Lactobacillus crispatus is a common, rod-shaped species of genus Lactobacillus and is a hydrogen peroxide (H2O2) [1] producing beneficial microbiota species located in both the vagina, through vaginal discharge, and the vertebrate gastrointestinal tract. [2] The strain CTV-05 is used as a probiotic that can be used by premenopausal and postmenopausal women [3] that experience recurrent urinary tract infections. It is being evaluated specifically for the prevention and treatment of bacterial vaginosis, [4] which is characterized by the absence of Lactobacillus flora necessary to protect the host from infection. [5]

Contents

History

The species name derives from Latin crispatus, meaning "curled", referring to the shape of the bacteria. [6] L. crispatus was first isolated in 1953 by Brygoo and Aladame, who proposed it as a new species of the genus Eubacterium . [7] In the 1970s the type strain VPI 3199 (ATCC 33820) of L. crispatus (at the time still designated "Eubacterium crispatum") was deposited in the collection of the Anaerobe Laboratory, Virginia Polytechnic Institute and State University (VPI), where it was identified as a Lactobacillus [8] and characterized [9] by Moore and Holdeman.
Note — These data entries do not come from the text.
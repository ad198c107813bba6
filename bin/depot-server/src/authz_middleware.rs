//! Authorization middleware
//!
//! Derives `(resource, action)` from the method and path, asks the
//! policy engine, and rejects with `insufficient_permissions` on deny.
//! Resources are `<bucket>` for bucket operations, `<bucket>/<key>` for
//! object and supply-chain operations, and `rbac` for the control
//! surface.

use crate::error::ApiError;
use crate::state::AppState;
use axum::{
    body::Body,
    extract::{Request, State},
    http::Method,
    middleware::Next,
    response::Response,
};
use depot_auth::Principal;
use depot_common::{Action, Error};
use depot_observe::metrics::record_authorization;
use std::sync::Arc;

/// What a request is asking to do, in policy terms
fn required_permission(method: &Method, path: &str) -> Option<(String, Action)> {
    let path = path.split('?').next().unwrap_or(path);
    let segments: Vec<&str> = path.split('/').filter(|s| !s.is_empty()).collect();

    match (method, segments.as_slice()) {
        // Service level
        (m, ["s3"]) if m == Method::GET => Some(("*".to_string(), Action::List)),

        // Bucket operations
        (m, ["s3", bucket]) if m == Method::GET => Some(((*bucket).to_string(), Action::List)),
        (m, ["s3", bucket]) if m == Method::HEAD => Some(((*bucket).to_string(), Action::Read)),
        (m, ["s3", bucket]) if m == Method::PUT => Some(((*bucket).to_string(), Action::Write)),
        (m, ["s3", bucket]) if m == Method::DELETE => {
            Some(((*bucket).to_string(), Action::Delete))
        }

        // Object operations (multipart included; aborting an upload is
        // a write to the key)
        (m, ["s3", bucket, key @ ..]) if m == Method::GET || m == Method::HEAD => {
            Some((format!("{bucket}/{}", key.join("/")), Action::Read))
        }
        (m, ["s3", bucket, key @ ..]) if m == Method::PUT || m == Method::POST => {
            Some((format!("{bucket}/{}", key.join("/")), Action::Write))
        }
        (m, ["s3", bucket, key @ ..]) if m == Method::DELETE => {
            Some((format!("{bucket}/{}", key.join("/")), Action::Delete))
        }

        // Supply chain: signing and attaching are writes, inspection is
        // a read
        (m, ["supplychain", "sign", bucket, key @ ..]) if m == Method::POST => {
            Some((format!("{bucket}/{}", key.join("/")), Action::Write))
        }
        (m, ["supplychain", "sign", bucket, key @ ..]) if m == Method::GET => {
            Some((format!("{bucket}/{}", key.join("/")), Action::Read))
        }
        (m, ["supplychain", "verify", bucket, key @ ..]) if m == Method::POST => {
            Some((format!("{bucket}/{}", key.join("/")), Action::Read))
        }
        (m, ["supplychain", kind, bucket, key @ ..])
            if (*kind == "sbom" || *kind == "attestations") && m == Method::POST =>
        {
            Some((format!("{bucket}/{}", key.join("/")), Action::Write))
        }
        (m, ["supplychain", kind, bucket, key @ ..])
            if (*kind == "sbom" || *kind == "attestations") && m == Method::GET =>
        {
            Some((format!("{bucket}/{}", key.join("/")), Action::Read))
        }

        // Policy and audit control surface
        (_, ["rbac", ..]) => Some(("rbac".to_string(), Action::Admin)),

        _ => None,
    }
}

pub async fn authz_layer(
    State(state): State<Arc<AppState>>,
    request: Request<Body>,
    next: Next,
) -> Result<Response, ApiError> {
    let Some(principal) = request.extensions().get::<Principal>().cloned() else {
        // Open routes carry no principal and need no authorization
        return Ok(next.run(request).await);
    };

    let Some((resource, action)) = required_permission(request.method(), request.uri().path())
    else {
        return Ok(next.run(request).await);
    };

    let authorization = state.policies.authorize(&principal, &resource, action)?;
    record_authorization(&resource, action.as_str(), authorization.allowed());

    if !authorization.allowed() {
        let mut err = Error::new(
            depot_common::ErrorKind::InsufficientPermissions,
            format!("{action} on {resource} is not permitted"),
        )
        .with_detail("resource", resource)
        .with_detail("action", action.as_str());
        if let Some(policy) = authorization.matched_policy {
            err = err.with_detail("policy", policy.to_string());
        }
        return Err(err.into());
    }

    Ok(next.run(request).await)
}

#[cfg(test)]
mod tests {
    use super::*;

    #[test]
    fn test_object_permissions() {
        assert_eq!(
            required_permission(&Method::GET, "/s3/releases/prod/a"),
            Some(("releases/prod/a".to_string(), Action::Read))
        );
        assert_eq!(
            required_permission(&Method::PUT, "/s3/releases/prod/a"),
            Some(("releases/prod/a".to_string(), Action::Write))
        );
        assert_eq!(
            required_permission(&Method::DELETE, "/s3/releases/a"),
            Some(("releases/a".to_string(), Action::Delete))
        );
    }

    #[test]
    fn test_bucket_permissions() {
        assert_eq!(
            required_permission(&Method::GET, "/s3/releases"),
            Some(("releases".to_string(), Action::List))
        );
        assert_eq!(
            required_permission(&Method::PUT, "/s3/releases"),
            Some(("releases".to_string(), Action::Write))
        );
        assert_eq!(
            required_permission(&Method::GET, "/s3"),
            Some(("*".to_string(), Action::List))
        );
    }

    #[test]
    fn test_supplychain_permissions() {
        assert_eq!(
            required_permission(&Method::POST, "/supplychain/sign/releases/app.bin"),
            Some(("releases/app.bin".to_string(), Action::Write))
        );
        assert_eq!(
            required_permission(&Method::POST, "/supplychain/verify/releases/app.bin"),
            Some(("releases/app.bin".to_string(), Action::Read))
        );
        assert_eq!(
            required_permission(&Method::GET, "/supplychain/sbom/releases/app.bin"),
            Some(("releases/app.bin".to_string(), Action::Read))
        );
    }

    #[test]
    fn test_rbac_needs_admin() {
        assert_eq!(
            required_permission(&Method::POST, "/rbac/policies"),
            Some(("rbac".to_string(), Action::Admin))
        );
        assert_eq!(
            required_permission(&Method::GET, "/rbac/audit"),
            Some(("rbac".to_string(), Action::Admin))
        );
    }

    #[test]
    fn test_unmapped_routes_pass_through() {
        assert_eq!(required_permission(&Method::GET, "/metrics"), None);
        assert_eq!(required_permission(&Method::GET, "/health/ready"), None);
    }
}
Addressing the problem of genetic heterogeneity among a vast number of strains identified as L. acidophilus based on phenotypic similarity, Johnson et al. performed DNA homology experiments on 89 previously proposed L. acidophilus strains and delineated six distinct homology groups. [10] Only the strains pertaining to DNA homology group A1 were still designated L. acidophilus. Strains in the homology groups A2, A3, A4, B1 and B2 were proposed to be distinct species [10] and later reclassified as L. crispatus, L. amylovorus , L. gallinarum , L. gasseri and L. johnsonii respectively. [11] In the case of L. crispatus this happened in 1983 as Cato and her coworkers recharacterized strain VPI 3199 and discovered 100% DNA homology with VPI 7635 (ATCC 33197), the type strain of "L. acidophilus" group A2. [12]

Taxonomy

It is a species in the phylum Firmicutes, in the class Bacilli, in the order Lactobacillales, in the family Lactobacillaceae and the genus Lactobacillus . [13] It is one of 122 other species identified within the genus.

Genome

Even within L. crispatus there is substantial genetic variation: strains of L. crispatus have genome sizes ranging from 1.83 to 2.7 Mb, and encode 1,839 (EM-LC1) to 2,688 (FB077-07) proteins. [14]

The genome of Lactobacillus crispatus strain ST1, which colonizes chicken, consists of about 2,043,161 nucleotides [13] and encodes 2,024 proteins, [13] 76 RNA genes [13] and has a circular chromosomal shape. [13]

Ecology

The strain of Lactobacillus crispastus was originally isolated from a pouch in a chicken gullet [13] and is considered to be one of the strongest H2O2-producing lactobacilli. Like many other Lactobacillus species, it can be severely altered by changes to the immune system, hormone levels and from the use of antimicrobials. Lactobacillus crispatus is a normal inhabitant of the lower reproductive tract in healthy women. [15] [16]

Probiotic use

CTV-05 gelatin suppository capsules [4] are inserted into the vagina as a probiotic that can help maintain healthy flora. Studies have shown that L. crispastus CTV-05 effectively colonized the vagina and helped prevent and treat recurrent bacterial vaginosis and other genital infections. Scientists have stated that evidence from clinical trials proves that these probiotics will safely and effectively treat bacterial vaginosis if used alone or alongside an antibiotic treatment if an infection had already arisen. [3] [17]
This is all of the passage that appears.